### [WHAT IS REQUIRED]
Output range, inclusive: from the line containing "Otherwise the status" to the line containing "let Some(payload) = payload". Restate those lines from the data below word for word and only those.

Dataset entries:
◇ ◇ ◇ ◇

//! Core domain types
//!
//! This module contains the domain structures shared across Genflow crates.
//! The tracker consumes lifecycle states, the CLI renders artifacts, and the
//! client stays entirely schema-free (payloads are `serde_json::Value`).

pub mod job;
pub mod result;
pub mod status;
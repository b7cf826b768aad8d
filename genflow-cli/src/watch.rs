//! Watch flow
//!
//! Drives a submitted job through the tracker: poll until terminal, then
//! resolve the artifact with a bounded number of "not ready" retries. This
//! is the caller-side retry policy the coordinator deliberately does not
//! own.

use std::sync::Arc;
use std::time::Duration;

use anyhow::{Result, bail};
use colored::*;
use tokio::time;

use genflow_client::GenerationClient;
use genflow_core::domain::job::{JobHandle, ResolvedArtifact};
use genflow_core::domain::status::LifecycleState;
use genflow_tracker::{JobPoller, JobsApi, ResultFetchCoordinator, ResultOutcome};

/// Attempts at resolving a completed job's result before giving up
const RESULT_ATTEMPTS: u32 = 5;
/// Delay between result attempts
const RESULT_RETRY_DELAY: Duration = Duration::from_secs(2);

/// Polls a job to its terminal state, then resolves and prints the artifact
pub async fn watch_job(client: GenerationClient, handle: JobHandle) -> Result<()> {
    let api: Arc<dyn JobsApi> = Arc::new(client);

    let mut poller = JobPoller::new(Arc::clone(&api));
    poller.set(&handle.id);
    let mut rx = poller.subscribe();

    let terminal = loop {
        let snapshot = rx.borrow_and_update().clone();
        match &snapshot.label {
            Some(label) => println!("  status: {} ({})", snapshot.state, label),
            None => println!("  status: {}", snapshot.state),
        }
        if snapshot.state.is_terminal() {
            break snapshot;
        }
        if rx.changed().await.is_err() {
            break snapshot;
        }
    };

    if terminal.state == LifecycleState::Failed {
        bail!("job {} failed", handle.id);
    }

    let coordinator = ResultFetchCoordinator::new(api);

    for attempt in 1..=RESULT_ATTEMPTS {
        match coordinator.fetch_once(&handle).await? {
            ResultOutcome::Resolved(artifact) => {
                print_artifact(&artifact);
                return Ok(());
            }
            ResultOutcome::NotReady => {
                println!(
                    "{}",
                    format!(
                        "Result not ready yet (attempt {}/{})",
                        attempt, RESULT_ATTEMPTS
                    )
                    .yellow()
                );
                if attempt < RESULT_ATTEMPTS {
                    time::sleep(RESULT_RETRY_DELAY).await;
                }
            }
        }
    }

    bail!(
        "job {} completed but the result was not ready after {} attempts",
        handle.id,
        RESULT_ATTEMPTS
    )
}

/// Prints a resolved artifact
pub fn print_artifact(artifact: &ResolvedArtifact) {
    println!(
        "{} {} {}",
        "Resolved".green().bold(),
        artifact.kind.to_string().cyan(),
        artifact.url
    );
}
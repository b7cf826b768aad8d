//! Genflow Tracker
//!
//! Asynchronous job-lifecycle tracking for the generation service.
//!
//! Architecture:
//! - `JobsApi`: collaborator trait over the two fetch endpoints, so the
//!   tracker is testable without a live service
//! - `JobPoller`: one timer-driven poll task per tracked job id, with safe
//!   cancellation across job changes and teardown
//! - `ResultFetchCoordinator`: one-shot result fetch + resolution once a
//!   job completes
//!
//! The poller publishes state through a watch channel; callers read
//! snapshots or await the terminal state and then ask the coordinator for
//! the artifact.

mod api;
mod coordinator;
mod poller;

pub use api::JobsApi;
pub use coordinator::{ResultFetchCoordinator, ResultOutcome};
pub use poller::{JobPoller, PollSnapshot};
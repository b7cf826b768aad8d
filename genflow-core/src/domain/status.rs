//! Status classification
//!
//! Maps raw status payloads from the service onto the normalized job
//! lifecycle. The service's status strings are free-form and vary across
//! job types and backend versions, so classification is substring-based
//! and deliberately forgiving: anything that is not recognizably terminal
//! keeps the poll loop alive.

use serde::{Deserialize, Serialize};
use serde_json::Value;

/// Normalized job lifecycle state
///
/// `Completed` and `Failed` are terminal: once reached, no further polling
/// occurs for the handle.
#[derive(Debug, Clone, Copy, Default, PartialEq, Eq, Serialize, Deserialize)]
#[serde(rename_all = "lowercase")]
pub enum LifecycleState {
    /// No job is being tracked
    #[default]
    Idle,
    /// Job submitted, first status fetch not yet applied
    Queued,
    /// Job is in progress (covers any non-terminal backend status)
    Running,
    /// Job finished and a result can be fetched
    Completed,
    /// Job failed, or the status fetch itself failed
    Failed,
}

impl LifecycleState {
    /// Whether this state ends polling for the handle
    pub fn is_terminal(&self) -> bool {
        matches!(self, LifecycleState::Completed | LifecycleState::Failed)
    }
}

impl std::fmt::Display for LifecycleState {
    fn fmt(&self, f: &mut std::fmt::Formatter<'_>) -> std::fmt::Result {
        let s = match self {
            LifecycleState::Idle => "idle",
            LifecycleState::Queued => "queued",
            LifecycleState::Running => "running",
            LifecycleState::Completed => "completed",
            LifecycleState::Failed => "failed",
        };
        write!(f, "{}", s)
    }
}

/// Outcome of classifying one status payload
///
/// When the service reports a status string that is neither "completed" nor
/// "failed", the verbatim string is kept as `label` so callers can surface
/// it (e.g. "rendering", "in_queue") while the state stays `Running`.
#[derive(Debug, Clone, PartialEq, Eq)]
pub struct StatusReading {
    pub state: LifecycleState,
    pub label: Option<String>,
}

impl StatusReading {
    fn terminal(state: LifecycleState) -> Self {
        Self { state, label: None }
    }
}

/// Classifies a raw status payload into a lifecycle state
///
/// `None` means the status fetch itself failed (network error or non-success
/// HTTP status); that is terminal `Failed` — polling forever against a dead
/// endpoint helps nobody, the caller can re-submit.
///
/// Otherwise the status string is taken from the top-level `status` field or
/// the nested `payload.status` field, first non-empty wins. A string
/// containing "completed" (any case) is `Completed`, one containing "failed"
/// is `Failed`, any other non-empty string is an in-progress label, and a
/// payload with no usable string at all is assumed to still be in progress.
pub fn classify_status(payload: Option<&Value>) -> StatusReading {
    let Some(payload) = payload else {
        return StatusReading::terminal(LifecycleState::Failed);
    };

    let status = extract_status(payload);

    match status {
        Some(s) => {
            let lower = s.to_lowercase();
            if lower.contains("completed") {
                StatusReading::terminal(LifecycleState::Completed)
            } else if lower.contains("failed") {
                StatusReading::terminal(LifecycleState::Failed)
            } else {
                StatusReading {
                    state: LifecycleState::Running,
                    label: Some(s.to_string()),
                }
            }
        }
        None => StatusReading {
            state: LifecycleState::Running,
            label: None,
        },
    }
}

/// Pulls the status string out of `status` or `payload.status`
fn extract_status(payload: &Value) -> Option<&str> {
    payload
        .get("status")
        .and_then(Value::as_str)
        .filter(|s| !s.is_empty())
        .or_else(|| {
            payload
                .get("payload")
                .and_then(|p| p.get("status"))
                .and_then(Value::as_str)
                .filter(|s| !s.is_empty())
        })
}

◇ ◇ ◇ ◇

### [EXPECTED OUTPUT]
/// Otherwise the status string is taken from the top-level `status` field or
/// the nested `payload.status` field, first non-empty wins. A string
/// containing "completed" (any case) is `Completed`, one containing "failed"
/// is `Failed`, any other non-empty string is an in-progress label, and a
/// payload with no usable string at all is assumed to still be in progress.
pub fn classify_status(payload: Option<&Value>) -> StatusReading {
    let Some(payload) = payload else {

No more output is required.